Bat For Lashes interview, conducted by Roy Marmelstein and Rob Miles for Platforms Magazine

Natasha Khan, who goes by the name Bat For Lashes, encompasses everything we promote in Platforms Magazine - a musician, a poet, a story teller, a visual artist and a performer. Heading to San Francisco at the age of 20, she found her calling on the old hippy path and returned home to make rich magical dreamy music performed in sparkling headbands and facepaint and to wander through the woods with a horse. Her debut album 'Fur and Gold' is out now.

We spoke to her in a quiet bar in East London, just after she posed for a photoshoot in a graveyard, dressed as a skeleton on a BMX.


Rob: Is your process of songwriting similar to your approach to creating a piece of art, like when you write a song, do you go about it the same way as you go about making a picture?

Natasha: I think it's similar in terms... I mean I guess my artwork is mainly collage and illustrations and it's about bringing extremes and opposites together - photographic images with drawings or... I've done sort of embroidered little miniature satin CD pillow cases before and stuff like that, so I like an eclectic mix of visuals and I like eclectic mixtures of instruments and I think it is kind of a layering process and i guess you get the bones of something... and then it's about not judging things that might not seem to go together conventionally - hip hop beats and auto harps and whatever...but um, yea. So yea, I guess it is similar, it's composition and structure and I can see in my mind, like yea, when I'm writing I'll see a landscape or colours or a still of a film thats imaginary or something.

Rob: Like you'll be layering images and then you'll be layering sounds.

Natasha: I'll be layering sounds and then images will come and it will feed me a story or a narrative or a certain time of day or night or...

Roy: So do you associate each song with a visual image?

Natasha: I think so, definately yea, I reckon...I mean I studied music with visual art, or music with moving image and film and animation so... erm, so yea when I'm playing something it's a bit of a film reel going...

Rob: I read an article in Modern Painters about Devendra Banhart, who you know...

Natasha: Yea.

Rob: And he was saying when... sometimes he does a song and he'll be half way through and he'll finish it by doing a drawing...

Natasha; Yea, I read about that as well.

Rob: That sounded really interesting.

Natasha; That did sound interesing, yea because I think it's about erm, I was reading something today about... adventure.

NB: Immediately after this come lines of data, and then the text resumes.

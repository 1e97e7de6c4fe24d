//! # Everclock
//!
//! An event-driven in-game calendar engine for Rust.
//!
//! Everclock maps real-world UNIX time onto the clock, calendar, and moon
//! of a fantasy game world, and notifies subscribers as those values
//! change. It is designed to be a library that a game host embeds to keep
//! HUDs, schedulers, and chat commands in sync with world time.
//!
//! ## Core Concepts
//!
//! - **WorldCalendar**: an immutable `const` table of epochs, spans, and
//!   the moon-phase boundaries. Every conversion in the process reads the
//!   same calendar.
//! - **Pure Converters**: `clock_at`, `date_at`, and `moon_at` turn any
//!   UNIX timestamp into a snapshot, with no instance state involved.
//! - **WorldClock**: a cloneable handle owning the cached snapshots, the
//!   day-rollover flag, and the subscriber registry. It decides when the
//!   converters run and who hears about it.
//! - **Injected Capabilities**: the engine reads time through a
//!   [`time::TimeSource`] and drives subscribers through a
//!   [`time::Scheduler`], so tests (and unusual hosts) can substitute
//!   deterministic implementations.
//!
//! ## Example Usage
//!
//! ```rust,no_run
//! use everclock::prelude::*;
//!
//! #[tokio::main]
//! async fn main() -> anyhow::Result<()> {
//!     // 1. Create a clock with the default update cadence.
//!     let clock = WorldClock::new(ClockConfig::default());
//!
//!     // 2. Ask for the current world time directly...
//!     println!("It is {} on {}", clock.clock(), clock.date());
//!
//!     // 3. ...or subscribe and let the driver push updates.
//!     clock.on_calendar("hud", |time, date| {
//!         println!("{} {}", time, date);
//!     })?;
//!
//!     // 4. The driver ticks until the last subscriber leaves.
//!     tokio::signal::ctrl_c().await?;
//!     clock.remove_calendar("hud")?;
//!     Ok(())
//! }
//! ```

pub const ENGINE_NAME: &str = "Everclock Engine";
pub const VERSION: &str = env!("CARGO_PKG_VERSION");

// Declare all the modules in the crate.
pub mod command;
pub mod common;
pub mod config;
pub mod constants;
pub mod convert;
pub mod engine;
pub mod errors;
pub mod snapshot;
pub mod time;

/// A prelude module for easy importing of the most common Everclock types.
pub mod prelude {
    pub use crate::command::Command;
    pub use crate::common::{UnixSeconds, UpdateKind};
    pub use crate::config::ClockConfig;
    pub use crate::constants::{WorldCalendar, CALENDAR};
    pub use crate::engine::WorldClock;
    pub use crate::errors::{ClockError, ClockResult};
    pub use crate::snapshot::{
        ClockSnapshot, DateSnapshot, DaySegment, MoonPhase, MoonSnapshot,
    };
}
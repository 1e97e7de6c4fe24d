//! Defines the configuration structure for clock instances.
//!
//! Designed to be deserialized from a configuration file (e.g. a TOML file)
//! using `serde`, so update cadence can be tuned without touching code.

use serde::Deserialize;

/// Per-instance settings for a [`crate::engine::WorldClock`].
#[derive(Debug, Clone, Deserialize)]
pub struct ClockConfig {
    /// Milliseconds between updates delivered to calendar, clock, and date
    /// subscribers.
    #[serde(default = "default_update_interval_ms")]
    pub update_interval_ms: u64,

    /// Milliseconds between updates delivered to moon subscribers. The moon
    /// moves slowly, so this interval is much longer than the main one.
    #[serde(default = "default_moon_update_interval_ms")]
    pub moon_update_interval_ms: u64,
}

// --- Default value functions for serde ---

fn default_update_interval_ms() -> u64 {
    200
}

fn default_moon_update_interval_ms() -> u64 {
    36_000_000
}

impl Default for ClockConfig {
    fn default() -> Self {
        Self {
            update_interval_ms: default_update_interval_ms(),
            moon_update_interval_ms: default_moon_update_interval_ms(),
        }
    }
}
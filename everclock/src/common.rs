//! Contains common, primitive types shared across the Everclock engine.

use std::fmt;

/// Whole seconds since the real-world UNIX epoch.
///
/// Signed so that instants before an in-game epoch remain representable;
/// the converters are defined over the full range.
pub type UnixSeconds = i64;

/// The four subscription categories an update can target.
///
/// `Calendar` delivers clock and date together; the other three deliver a
/// single snapshot kind. Calendar, clock, and date subscribers share one
/// periodic driver, while moon subscribers have their own.
#[derive(Debug, Clone, Copy, PartialEq, Eq, Hash)]
pub enum UpdateKind {
    Calendar,
    Clock,
    Date,
    Moon,
}

impl UpdateKind {
    /// Returns the lowercase name used in logs, errors, and driver handles.
    pub fn as_str(&self) -> &'static str {
        match self {
            UpdateKind::Calendar => "calendar",
            UpdateKind::Clock => "clock",
            UpdateKind::Date => "date",
            UpdateKind::Moon => "moon",
        }
    }
}

impl fmt::Display for UpdateKind {
    fn fmt(&self, f: &mut fmt::Formatter<'_>) -> fmt::Result {
        f.write_str(self.as_str())
    }
}
// matcheck CLI - config-driven baseline↔downstream reconciliation runs

use std::fs::File;
use std::path::{Path, PathBuf};
use std::process::ExitCode;

use clap::{Parser, Subcommand};

use matcheck_cli::exit_codes::{EXIT_FINDINGS, EXIT_INVALID_CONFIG, EXIT_RUNTIME};
use matcheck_cli::{export, load_input, CliError};
use matcheck_recon::ReconcileConfig;

#[derive(Parser)]
#[command(name = "matcheck")]
#[command(about = "Baseline-to-downstream materials reconciliation")]
#[command(version)]
struct Cli {
    #[command(subcommand)]
    command: Commands,
}

#[derive(Subcommand)]
enum Commands {
    /// Run a reconciliation from a TOML config file
    #[command(after_help = "\
Examples:
  matcheck run recon.toml
  matcheck run recon.toml --json
  matcheck run recon.toml --output result.json
  matcheck run recon.toml --export results.csv --export-unmatched missing.csv")]
    Run {
        /// Path to the reconciliation config file
        config: PathBuf,

        /// Output the full result document as JSON on stdout
        #[arg(long)]
        json: bool,

        /// Write the JSON result document to a file
        #[arg(long)]
        output: Option<PathBuf>,

        /// Write the outcome table as CSV
        #[arg(long)]
        export: Option<PathBuf>,

        /// Write the unmatched subset as CSV
        #[arg(long)]
        export_unmatched: Option<PathBuf>,
    },

    /// Validate a config without running
    #[command(after_help = "\
Examples:
  matcheck validate recon.toml")]
    Validate {
        /// Path to the reconciliation config file
        config: PathBuf,
    },
}

fn main() -> ExitCode {
    let cli = Cli::parse();

    let result = match cli.command {
        Commands::Run { config, json, output, export, export_unmatched } => {
            cmd_run(config, json, output, export, export_unmatched)
        }
        Commands::Validate { config } => cmd_validate(config),
    };

    match result {
        Ok(()) => ExitCode::SUCCESS,
        Err(e) => {
            eprintln!("error: {}", e.message);
            ExitCode::from(e.code)
        }
    }
}

fn cmd_run(
    config_path: PathBuf,
    json_output: bool,
    output_file: Option<PathBuf>,
    export_file: Option<PathBuf>,
    export_unmatched_file: Option<PathBuf>,
) -> Result<(), CliError> {
    let config = read_config(&config_path)?;
    let base_dir = config_path.parent().unwrap_or_else(|| Path::new("."));

    let input = load_input(&config, base_dir)?;
    let result = matcheck_recon::run(&config, &input)
        .map_err(|e| CliError::new(EXIT_RUNTIME, e.to_string()))?;

    if json_output || output_file.is_some() {
        let json_str = serde_json::to_string_pretty(&result)
            .map_err(|e| CliError::new(EXIT_RUNTIME, format!("JSON serialization error: {e}")))?;
        if let Some(ref path) = output_file {
            std::fs::write(path, &json_str).map_err(|e| {
                CliError::new(EXIT_RUNTIME, format!("cannot write {}: {e}", path.display()))
            })?;
            eprintln!("wrote {}", path.display());
        }
        if json_output {
            println!("{json_str}");
        }
    }

    if let Some(ref path) = export_file {
        write_csv(path, &result.outcomes)?;
        eprintln!("wrote {}", path.display());
    }
    if let Some(ref path) = export_unmatched_file {
        write_csv(path, &result.unmatched)?;
        eprintln!("wrote {}", path.display());
    }

    // Human summary to stderr; stdout stays pipeable
    let s = &result.summary;
    eprintln!(
        "{} baseline rows — {} unmatched, {} component-excluded, {} vendor mismatches, {} baseline-higher, {} ok",
        s.total, s.unmatched, s.component_excluded, s.vendor_not_found, s.baseline_higher, s.consumption_ok,
    );

    if s.unmatched > 0 || s.vendor_not_found > 0 || s.baseline_higher > 0 {
        return Err(CliError::new(EXIT_FINDINGS, "discrepancies found"));
    }

    Ok(())
}

fn cmd_validate(config_path: PathBuf) -> Result<(), CliError> {
    let config = read_config(&config_path)?;
    eprintln!("config OK: '{}', threshold {}", config.name, config.threshold);
    Ok(())
}

fn read_config(path: &Path) -> Result<ReconcileConfig, CliError> {
    let config_str = std::fs::read_to_string(path)
        .map_err(|e| CliError::new(EXIT_RUNTIME, format!("cannot read config: {e}")))?;
    ReconcileConfig::from_toml(&config_str)
        .map_err(|e| CliError::new(EXIT_INVALID_CONFIG, e.to_string()))
}

fn write_csv(path: &Path, outcomes: &[matcheck_recon::MatchOutcome]) -> Result<(), CliError> {
    let file = File::create(path)
        .map_err(|e| CliError::new(EXIT_RUNTIME, format!("cannot create {}: {e}", path.display())))?;
    export::write_outcomes(file, outcomes)
        .map_err(|e| CliError::new(EXIT_RUNTIME, format!("cannot write {}: {e}", path.display())))
}
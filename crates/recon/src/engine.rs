use std::collections::HashMap;

use crate::config::{FieldMapping, ReconcileConfig};
use crate::error::ReconcileError;
use crate::evaluate::evaluate;
use crate::matcher::DownstreamIndex;
use crate::model::{
    MatchOutcome, MatchStatus, ReconcileInput, ReconcileMeta, ReconcileResult, Record,
};
use crate::summary::summarize;

/// Run one reconciliation. Returns per-record outcomes (baseline input
/// order), the unmatched subset, and summary counters.
///
/// The downstream index is built once and read-only for the whole run;
/// outcomes are independent of each other. Per-record anomalies end up in
/// outcome state — the only error path is the config precondition gate.
pub fn run(
    config: &ReconcileConfig,
    input: &ReconcileInput,
) -> Result<ReconcileResult, ReconcileError> {
    config.validate()?;

    let index = DownstreamIndex::build(&input.downstream, &config.downstream.columns.material);

    let mut outcomes: Vec<MatchOutcome> = Vec::with_capacity(input.baseline.len());
    for record in &input.baseline {
        outcomes.push(evaluate(record, &index, config));
    }

    let unmatched: Vec<MatchOutcome> = outcomes
        .iter()
        .filter(|o| matches!(o.status, MatchStatus::Unmatched { .. }))
        .cloned()
        .collect();

    let summary = summarize(&outcomes, config.options.dedup_by_key);

    Ok(ReconcileResult {
        meta: ReconcileMeta {
            config_name: config.name.clone(),
            threshold: config.threshold,
            engine_version: env!("CARGO_PKG_VERSION").to_string(),
            run_at: chrono::Utc::now().to_rfc3339(),
        },
        summary,
        outcomes,
        unmatched,
    })
}

/// Parse CSV text into records, trimming headers and cells.
///
/// Required mapped columns (material, vendor, consumption) are checked
/// against the header row up front; a miss is a hard error before any
/// record is produced. Optional mapped columns that are absent fall back
/// to absent-field semantics row by row.
pub fn load_records(
    csv_data: &str,
    columns: &FieldMapping,
    side: &str,
) -> Result<Vec<Record>, ReconcileError> {
    let mut reader = csv::ReaderBuilder::new()
        .has_headers(true)
        .flexible(true)
        .from_reader(csv_data.as_bytes());

    let headers: Vec<String> = reader
        .headers()
        .map_err(|e| ReconcileError::Io(e.to_string()))?
        .iter()
        .map(|h| h.trim().to_string())
        .collect();

    for column in [&columns.material, &columns.vendor, &columns.consumption] {
        if !headers.iter().any(|h| h == column) {
            return Err(ReconcileError::MissingColumn {
                side: side.into(),
                column: column.clone(),
            });
        }
    }

    let mut records = Vec::new();
    for row in reader.records() {
        let row = row.map_err(|e| ReconcileError::Io(e.to_string()))?;
        let mut fields = HashMap::with_capacity(headers.len());
        for (i, header) in headers.iter().enumerate() {
            if let Some(value) = row.get(i) {
                fields.insert(header.clone(), value.trim().to_string());
            }
        }
        records.push(Record { fields });
    }

    Ok(records)
}
use std::collections::HashMap;

use crate::model::Record;
use crate::similarity::string_similarity;

/// Lookup structure over the downstream side, built once per run and
/// read-only thereafter.
///
/// Duplicate keys are preserved; lookups bind to the first occurrence.
pub struct DownstreamIndex<'a> {
    rows: &'a [Record],
    by_key: HashMap<String, Vec<usize>>,
    /// Every key value in row order — the fuzzy-fallback universe.
    keys: Vec<String>,
}

/// Resolution of one baseline record against the index. Matched variants
/// borrow the downstream record; nothing is copied or mutated.
#[derive(Debug)]
pub enum MatchResult<'a> {
    Exact { row: &'a Record },
    Fuzzy { row: &'a Record, score: f64 },
    Unmatched { best_score: Option<f64> },
}

impl<'a> DownstreamIndex<'a> {
    pub fn build(rows: &'a [Record], key_column: &str) -> Self {
        let mut by_key: HashMap<String, Vec<usize>> = HashMap::new();
        let mut keys = Vec::with_capacity(rows.len());
        for (i, row) in rows.iter().enumerate() {
            let key = row.field(key_column).to_string();
            by_key.entry(key.clone()).or_default().push(i);
            keys.push(key);
        }
        Self { rows, by_key, keys }
    }

    pub fn is_empty(&self) -> bool {
        self.keys.is_empty()
    }

    /// Resolve a baseline key: exact lookup first, fuzzy fallback against
    /// the whole key universe otherwise. Never fails — an unresolvable key
    /// is a normal `Unmatched` result carrying the best score seen.
    pub fn find(&self, baseline_key: &str, threshold: u8) -> MatchResult<'a> {
        if !baseline_key.is_empty() {
            if let Some(indices) = self.by_key.get(baseline_key) {
                return MatchResult::Exact {
                    row: &self.rows[indices[0]],
                };
            }
        }

        let mut best: Option<(usize, f64)> = None;
        for (i, key) in self.keys.iter().enumerate() {
            let score = string_similarity(baseline_key, key);
            if best.map_or(true, |(_, b)| score > b) {
                best = Some((i, score));
            }
        }

        match best {
            Some((i, score)) if score >= threshold as f64 => MatchResult::Fuzzy {
                row: &self.rows[i],
                score,
            },
            Some((_, score)) => MatchResult::Unmatched {
                best_score: Some(score),
            },
            None => MatchResult::Unmatched { best_score: None },
        }
    }
}
//! Per-record business rules: component exclusion, vendor verification,
//! consumption comparison, similarity annotations.
//!
//! Every anomaly becomes outcome state; nothing here returns an error.

use crate::config::{FieldMapping, ReconcileConfig};
use crate::matcher::{DownstreamIndex, MatchResult};
use crate::model::{
    ConsumptionVerdict, DownstreamFields, MatchOutcome, MatchStatus, Quantity, Record,
    VendorVerdict,
};
use crate::normalize::{normalize_consumption, parse_quantity};
use crate::similarity::{quantity_similarity, string_similarity};

/// Component codes with a hyphen or a leading '3' are out of validation
/// scope by business rule.
pub fn component_excluded(component: &str) -> bool {
    !component.is_empty() && (component.contains('-') || component.trim_start().starts_with('3'))
}

/// Evaluate one baseline record against the downstream index.
///
/// Rule order: component exclusion (skips matching entirely), unmatched
/// short-circuit, vendor verification, consumption comparison, similarity
/// annotations. Vendor misses do not stop consumption evaluation.
pub fn evaluate(
    record: &Record,
    index: &DownstreamIndex<'_>,
    config: &ReconcileConfig,
) -> MatchOutcome {
    let cols = &config.baseline.columns;

    let material = record.field(&cols.material).to_string();
    let description = optional_field(record, cols.description.as_deref());
    let component = optional_field(record, cols.component.as_deref());
    let vendor = record.field(&cols.vendor).to_string();
    let color = optional_field(record, cols.color.as_deref());
    let consumption = side_quantity(record, cols, config.options.normalize_divisor);

    let mut outcome = MatchOutcome {
        material,
        description,
        component,
        vendor,
        color,
        consumption,
        status: MatchStatus::Skipped,
        component_excluded: false,
        downstream: None,
        vendor_verdict: VendorVerdict::NotApplicable,
        consumption_verdict: ConsumptionVerdict::NotApplicable,
        material_similarity: 0.0,
        color_similarity: 0.0,
        notes: Vec::new(),
    };

    // 1. Component exclusion — matching is never attempted.
    if component_excluded(&outcome.component) {
        outcome.component_excluded = true;
        outcome
            .notes
            .push("Component excluded (contains '-' or starts with '3')".into());
        return outcome;
    }

    // 2. Downstream resolution.
    let matched = match index.find(&outcome.material, config.threshold) {
        MatchResult::Exact { row } => {
            outcome.status = MatchStatus::Exact;
            row
        }
        MatchResult::Fuzzy { row, score } => {
            outcome.status = MatchStatus::Fuzzy { score };
            outcome.notes.push(format!("Fuzzy material match (score {score})"));
            row
        }
        MatchResult::Unmatched { best_score } => {
            outcome.status = MatchStatus::Unmatched { best_score };
            outcome.notes.push(match best_score {
                Some(score) => {
                    format!("Material not found downstream (best fuzzy score {score})")
                }
                None => "Downstream material list is empty".into(),
            });
            return outcome;
        }
    };

    let dcols = &config.downstream.columns;
    let downstream = DownstreamFields {
        material: matched.field(&dcols.material).to_string(),
        vendor: matched.field(&dcols.vendor).to_string(),
        color: optional_field(matched, dcols.color.as_deref()),
        consumption: side_quantity(matched, dcols, config.options.normalize_divisor),
    };

    // 3. Vendor verification — a miss is recorded, not a short-circuit.
    outcome.vendor_verdict = if !outcome.vendor.is_empty()
        && !downstream.vendor.is_empty()
        && outcome.vendor == downstream.vendor
    {
        VendorVerdict::Exact
    } else if !downstream.vendor.is_empty() && outcome.description.contains(&downstream.vendor) {
        VendorVerdict::FoundInDescription
    } else {
        outcome
            .notes
            .push("Vendor not found in vendor field or material description".into());
        VendorVerdict::NotFound
    };

    // 4. Consumption comparison — a missing side is never coerced to zero.
    outcome.consumption_verdict =
        match (outcome.consumption.as_f64(), downstream.consumption.as_f64()) {
            (Some(baseline), Some(down)) => {
                let difference = down - baseline;
                let score = quantity_similarity(outcome.consumption, downstream.consumption);
                if baseline > down {
                    ConsumptionVerdict::BaselineHigher { difference, score }
                } else {
                    ConsumptionVerdict::Ok { difference, score }
                }
            }
            _ => {
                outcome.notes.push("Missing consumption value".into());
                ConsumptionVerdict::MissingValue
            }
        };

    // 5. Similarity annotations — 0 when either side is blank.
    outcome.material_similarity = annotation_similarity(&outcome.material, &downstream.material);
    outcome.color_similarity = annotation_similarity(&outcome.color, &downstream.color);

    outcome.downstream = Some(downstream);
    outcome
}

fn optional_field(record: &Record, column: Option<&str>) -> String {
    column.map(|c| record.field(c)).unwrap_or("").to_string()
}

fn side_quantity(record: &Record, cols: &FieldMapping, normalize_divisor: bool) -> Quantity {
    let quantity = parse_quantity(record.field(&cols.consumption));
    if !normalize_divisor {
        return quantity;
    }
    let divisor = cols
        .divisor
        .as_deref()
        .map(|c| parse_quantity(record.field(c)))
        .unwrap_or(Quantity::Missing);
    normalize_consumption(quantity, divisor)
}

fn annotation_similarity(a: &str, b: &str) -> f64 {
    if a.is_empty() || b.is_empty() {
        0.0
    } else {
        string_similarity(a, b)
    }
}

Like, when you're creating a sense of adventure it's always important because your creative impulses are usually quite childlike and sort of um, they come from a place that thrives on risk taking or y'know, it's a youthful energy and so I think if you try and be too kind of.. regimented and structured and be like, 'I'm just going to do Music for ever and ever and ever and ever', then erm... so if you're struggling with a bit of an audio thing, then sometimes just swap over and be inspired visually... can really get the juices flowing, and it all comes from the same place but it's like, they all complement each toher... like a family holding hands complementing each other and then you can get back.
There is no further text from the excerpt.